Le enviaremos un telegrama a Virgil haciéndole saber que estás en camino.
Discreción y astucia, eso es lo que necesito. Él es su esposo y tiene derecho a
decidir sobre su bienestar, pero no podemos quedarnos de brazos cruzados si él
es descuidado.”
“Debería
hacértelo poner por escrito, eso de la universidad.”
Su
padre se sentó otra vez tras el escritorio. “Como si alguna vez hubiese roto mi
palabra. Ahora quítate esas flores del cabello y comienza a empacar. Sé que te
llevará una eternidad decidir qué vas a ponerte.

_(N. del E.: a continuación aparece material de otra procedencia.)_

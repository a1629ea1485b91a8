//! Context window assembly from ranked chunks.

use super::types::RankedResult;

const SEPARATOR: &str = "\n\n";

/// Join the texts of the first `top_k` results with blank lines and cap the result at
/// `max_chars` characters.
///
/// Truncation is a hard cut on a character boundary. An empty ranking yields an empty string.
pub fn assemble(ranked: &[RankedResult], top_k: usize, max_chars: usize) -> String {
    let mut context = ranked
        .iter()
        .take(top_k)
        .map(|result| result.chunk_text.as_str())
        .collect::<Vec<_>>()
        .join(SEPARATOR);

    if let Some((byte_idx, _)) = context.char_indices().nth(max_chars) {
        context.truncate(byte_idx);
    }
    context
}

#[cfg(test)]
mod tests {
    use super::*;

    fn results(texts: &[&str]) -> Vec<RankedResult> {
        texts
            .iter()
            .enumerate()
            .map(|(idx, text)| RankedResult {
                chunk_text: text.to_string(),
                score: 1.0 - idx as f32 * 0.1,
            })
            .collect()
    }

    #[test]
    fn joins_top_k_with_blank_lines() {
        let context = assemble(&results(&["a", "b", "c"]), 2, 100);
        assert_eq!(context, "a\n\nb");
    }

    #[test]
    fn truncates_to_character_budget() {
        let context = assemble(&results(&["abcdef", "ghi"]), 5, 4);
        assert_eq!(context, "abcd");
    }

    #[test]
    fn truncation_respects_multibyte_characters() {
        let context = assemble(&results(&["ééééé"]), 1, 3);
        assert_eq!(context, "ééé");
    }

    #[test]
    fn short_context_is_untouched() {
        assert_eq!(assemble(&results(&["short"]), 5, 1_000), "short");
    }

    #[test]
    fn empty_ranking_yields_empty_context() {
        assert_eq!(assemble(&[], 5, 100), "");
    }
}
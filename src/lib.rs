#![deny(missing_docs)]

//! Core library for the DocQA document question-answering service.

/// HTTP routing and REST handlers.
pub mod api;
/// Environment-driven configuration management.
pub mod config;
/// Document download and text extraction.
pub mod document;
/// Embedding client abstraction and adapters.
pub mod embedding;
/// Text-generation clients and grounded answer generation.
pub mod generation;
/// Structured logging and tracing setup.
pub mod logging;
/// Pipeline metrics helpers.
pub mod metrics;
/// Question-answering pipeline.
pub mod processing;
/// Markdown and CSV analysis reports.
pub mod report;
/// Shared retry policy for upstream HTTP calls.
pub mod upstream;
//! Prompt templates for grounded answers and document summaries.

use super::SENTINEL_ANSWER;

/// Word budget requested from the model when condensing passages.
pub const DEFAULT_SUMMARY_WORDS: usize = 100;

/// Configurable grounded prompt: instruction set, context block and question.
#[derive(Debug, Clone)]
pub struct PromptTemplate {
    instructions: Vec<String>,
    summary_words: usize,
}

impl Default for PromptTemplate {
    fn default() -> Self {
        Self {
            instructions: vec![
                "Answer strictly based on the context above.".into(),
                "Be concise: answer in one or two sentences.".into(),
                "Write numbers as digits, not words.".into(),
                format!("If the answer is not in the context, reply exactly \"{SENTINEL_ANSWER}\""),
                "Do not add information that is not in the context.".into(),
            ],
            summary_words: DEFAULT_SUMMARY_WORDS,
        }
    }
}

impl PromptTemplate {
    /// Template with an explicit instruction list.
    pub fn new(instructions: Vec<String>, summary_words: usize) -> Self {
        Self {
            instructions,
            summary_words: summary_words.max(1),
        }
    }

    /// Render the grounded question-answering prompt.
    pub fn render_answer(&self, question: &str, context: &str) -> String {
        let mut prompt = String::with_capacity(context.len() + question.len() + 512);
        prompt.push_str("Context:\n");
        prompt.push_str(context);
        prompt.push_str("\n\nInstructions:\n");
        for instruction in &self.instructions {
            prompt.push_str("- ");
            prompt.push_str(instruction);
            prompt.push('\n');
        }
        prompt.push_str("\nQuestion: ");
        prompt.push_str(question.trim());
        prompt.push('\n');
        prompt
    }

    /// Render the prompt used to condense one passage.
    pub fn render_summary(&self, passage: &str) -> String {
        format!(
            "Summarize the following text concisely in {} words or less:\n{}",
            self.summary_words, passage
        )
    }

    /// Render the prompt answering a summary-style request from a condensed summary.
    pub fn render_summary_answer(&self, request: &str, summary: &str) -> String {
        format!(
            "{} the following text concisely in {} words or less. Use digits for numbers.\n\
             Text:\n{}",
            capitalize(request.trim()),
            self.summary_words,
            summary
        )
    }
}

fn capitalize(text: &str) -> String {
    let mut chars = text.chars();
    match chars.next() {
        Some(first) => first.to_uppercase().chain(chars).collect(),
        None => String::new(),
    }
}
use std::sync::atomic::{AtomicU64, Ordering};

/// Thread-safe counters describing indexing and answering activity.
#[derive(Default)]
pub struct PipelineMetrics {
    documents_indexed: AtomicU64,
    chunks_indexed: AtomicU64,
    chunks_dropped: AtomicU64,
    questions_answered: AtomicU64,
    answers_degraded: AtomicU64,
}

impl PipelineMetrics {
    /// Create an empty metrics accumulator.
    pub fn new() -> Self {
        Self::default()
    }

    /// Record a built index: chunks kept and chunks dropped after embedding failures.
    pub fn record_index(&self, indexed: u64, dropped: u64) {
        self.documents_indexed.fetch_add(1, Ordering::Relaxed);
        self.chunks_indexed.fetch_add(indexed, Ordering::Relaxed);
        self.chunks_dropped.fetch_add(dropped, Ordering::Relaxed);
    }

    /// Record one answered question; `degraded` marks a sentinel produced by a failed upstream.
    pub fn record_answer(&self, degraded: bool) {
        self.questions_answered.fetch_add(1, Ordering::Relaxed);
        if degraded {
            self.answers_degraded.fetch_add(1, Ordering::Relaxed);
        }
    }

    /// Return a snapshot of the current counters.
    pub fn snapshot(&self) -> MetricsSnapshot {
        MetricsSnapshot {
            documents_indexed: self.documents_indexed.load(Ordering::Relaxed),
            chunks_indexed: self.chunks_indexed.load(Ordering::Relaxed),
            chunks_dropped: self.chunks_dropped.load(Ordering::Relaxed),
            questions_answered: self.questions_answered.load(Ordering::Relaxed),
            answers_degraded: self.answers_degraded.load(Ordering::Relaxed),
        }
    }
}

/// Immutable view of pipeline counters used for reporting.
#[derive(Debug, Clone, Copy, Default, PartialEq, Eq, serde::Serialize)]
pub struct MetricsSnapshot {
    /// Documents indexed since startup.
    pub documents_indexed: u64,
    /// Chunks embedded successfully across all indexes.
    pub chunks_indexed: u64,
    /// Chunks left out after embedding failures.
    pub chunks_dropped: u64,
    /// Questions answered, including sentinel answers.
    pub questions_answered: u64,
    /// Answers that fell back to the sentinel because an upstream call failed.
    pub answers_degraded: u64,
}

#[cfg(test)]
mod tests {
    use super::*;

    #[test]
    fn records_indexes_and_chunks() {
        let metrics = PipelineMetrics::new();
        metrics.record_index(2, 0);
        metrics.record_index(3, 1);

        let snapshot = metrics.snapshot();
        assert_eq!(snapshot.documents_indexed, 2);
        assert_eq!(snapshot.chunks_indexed, 5);
        assert_eq!(snapshot.chunks_dropped, 1);
    }

    #[test]
    fn degraded_answers_are_counted_separately() {
        let metrics = PipelineMetrics::new();
        metrics.record_answer(false);
        metrics.record_answer(true);

        let snapshot = metrics.snapshot();
        assert_eq!(snapshot.questions_answered, 2);
        assert_eq!(snapshot.answers_degraded, 1);
    }

    #[test]
    fn fresh_snapshot_is_zeroed() {
        assert_eq!(PipelineMetrics::new().snapshot(), MetricsSnapshot::default());
    }
}
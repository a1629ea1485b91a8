//! Word-window chunking with overlap.
//!
//! Text is first split into paragraph-like segments on blank lines, then each segment is cut
//! into windows of at most `chunk_size` whitespace-delimited words. Consecutive windows inside a
//! segment share `overlap` words so that facts straddling a boundary stay retrievable. Windows
//! never span two segments.

use regex::Regex;
use std::sync::LazyLock;

use super::types::ChunkingError;

static BLANK_LINE: LazyLock<Regex> =
    LazyLock::new(|| Regex::new(r"\r?\n[ \t\r]*\n").expect("blank-line pattern is valid"));

/// Split `text` into overlapping word windows.
///
/// - `chunk_size` is the maximum number of words per chunk and must be positive.
/// - `overlap` words from the end of each emitted chunk seed the next one; it must be smaller
///   than `chunk_size`.
///
/// Returns an empty vector for blank input. No returned chunk is empty.
pub fn chunk_text(
    text: &str,
    chunk_size: usize,
    overlap: usize,
) -> Result<Vec<String>, ChunkingError> {
    if chunk_size == 0 {
        return Err(ChunkingError::InvalidChunkSize);
    }
    if overlap >= chunk_size {
        return Err(ChunkingError::OverlapTooLarge {
            overlap,
            chunk_size,
        });
    }

    let mut chunks = Vec::new();
    for segment in BLANK_LINE.split(text) {
        chunk_segment(segment, chunk_size, overlap, &mut chunks);
    }
    Ok(chunks)
}

fn chunk_segment(segment: &str, chunk_size: usize, overlap: usize, out: &mut Vec<String>) {
    let mut window: Vec<&str> = Vec::with_capacity(chunk_size);
    // Words added since the last emitted chunk; a window holding only carried-over words is
    // already covered by the previous chunk.
    let mut fresh = 0;

    for word in segment.split_whitespace() {
        window.push(word);
        fresh += 1;
        if window.len() >= chunk_size {
            out.push(window.join(" "));
            let keep_from = window.len() - overlap;
            window.drain(..keep_from);
            fresh = 0;
        }
    }

    if fresh > 0 {
        out.push(window.join(" "));
    }
}

#[cfg(test)]
mod tests {
    use super::*;

    fn words(text: &str) -> Vec<&str> {
        text.split_whitespace().collect()
    }

    #[test]
    fn chunk_text_respects_chunk_size() {
        let chunks = chunk_text("one two three four five", 2, 0).unwrap();
        assert_eq!(chunks, vec!["one two", "three four", "five"]);
    }

    #[test]
    fn chunk_text_applies_overlap() {
        let chunks = chunk_text("one two three four five", 3, 1).unwrap();
        assert_eq!(chunks, vec!["one two three", "three four five"]);
    }

    #[test]
    fn trailing_overlap_alone_is_not_emitted() {
        let chunks = chunk_text("a b c d", 2, 1).unwrap();
        assert_eq!(chunks, vec!["a b", "b c", "c d"]);
    }

    #[test]
    fn chunk_text_handles_blank_input() {
        assert!(chunk_text("", 4, 0).unwrap().is_empty());
        assert!(chunk_text(" \n\n \t ", 4, 1).unwrap().is_empty());
    }

    #[test]
    fn segments_split_on_blank_lines() {
        let text = "The grace period is thirty days.\n\nClaims must be filed within ninety days of the event.";
        let chunks = chunk_text(text, 10, 2).unwrap();
        assert_eq!(
            chunks,
            vec![
                "The grace period is thirty days.",
                "Claims must be filed within ninety days of the event."
            ]
        );
    }

    #[test]
    fn blank_lines_with_spaces_and_crlf_still_split() {
        let chunks = chunk_text("alpha beta\r\n  \r\ngamma", 10, 0).unwrap();
        assert_eq!(chunks, vec!["alpha beta", "gamma"]);
    }

    #[test]
    fn single_newlines_do_not_split() {
        let chunks = chunk_text("alpha\nbeta", 10, 0).unwrap();
        assert_eq!(chunks, vec!["alpha beta"]);
    }

    #[test]
    fn rejects_invalid_geometry() {
        assert_eq!(chunk_text("x", 0, 0), Err(ChunkingError::InvalidChunkSize));
        assert_eq!(
            chunk_text("x", 3, 3),
            Err(ChunkingError::OverlapTooLarge {
                overlap: 3,
                chunk_size: 3
            })
        );
        assert!(chunk_text("x", 3, 7).is_err());
    }

    #[test]
    fn no_chunk_is_empty_and_words_reconstruct() {
        let text: String = (0..103).map(|i| format!("w{i} ")).collect();
        let (size, overlap) = (10, 3);
        let chunks = chunk_text(&text, size, overlap).unwrap();

        assert!(chunks.iter().all(|chunk| !chunk.trim().is_empty()));
        assert!(chunks.iter().all(|chunk| words(chunk).len() <= size));

        let mut rebuilt: Vec<&str> = words(&chunks[0]);
        for chunk in &chunks[1..] {
            rebuilt.extend(words(chunk).into_iter().skip(overlap));
        }
        assert_eq!(rebuilt, words(&text));
    }

    #[test]
    fn output_preserves_input_order() {
        let chunks = chunk_text("first para\n\nsecond para\n\nthird para", 5, 1).unwrap();
        assert_eq!(chunks, vec!["first para", "second para", "third para"]);
    }
}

De paso, ¿quién se supone que
eres?”
“Estoy
vestida de la Primavera,” contestó ella.
“Allá
es frío. Si tienes intenciones de pasearte vestida con algo parecido a esto,
será mejor que lleves un suéter,” dijo él secamente.
Aunque
normalmente ella habría respondido con algo ingenioso, se quedó callada. Se le
ocurrió que, después de aceptar aquella aventura, ella poco sabía del lugar a
donde iba y de la gente que conocería. No era un viaje de paseo o placer. Pero
rápidamente se dijo que Padre la había elegido para esa misión, y habría de
cumplirla. ¿Inconstante? Bah. Le mostraría a Padre la dedicación que él quería
ver en ella. Quizás él llegase a verla, luego de su éxito (ya que ella jamás se
imaginaría que pudiese fallar) como más confiable y madura.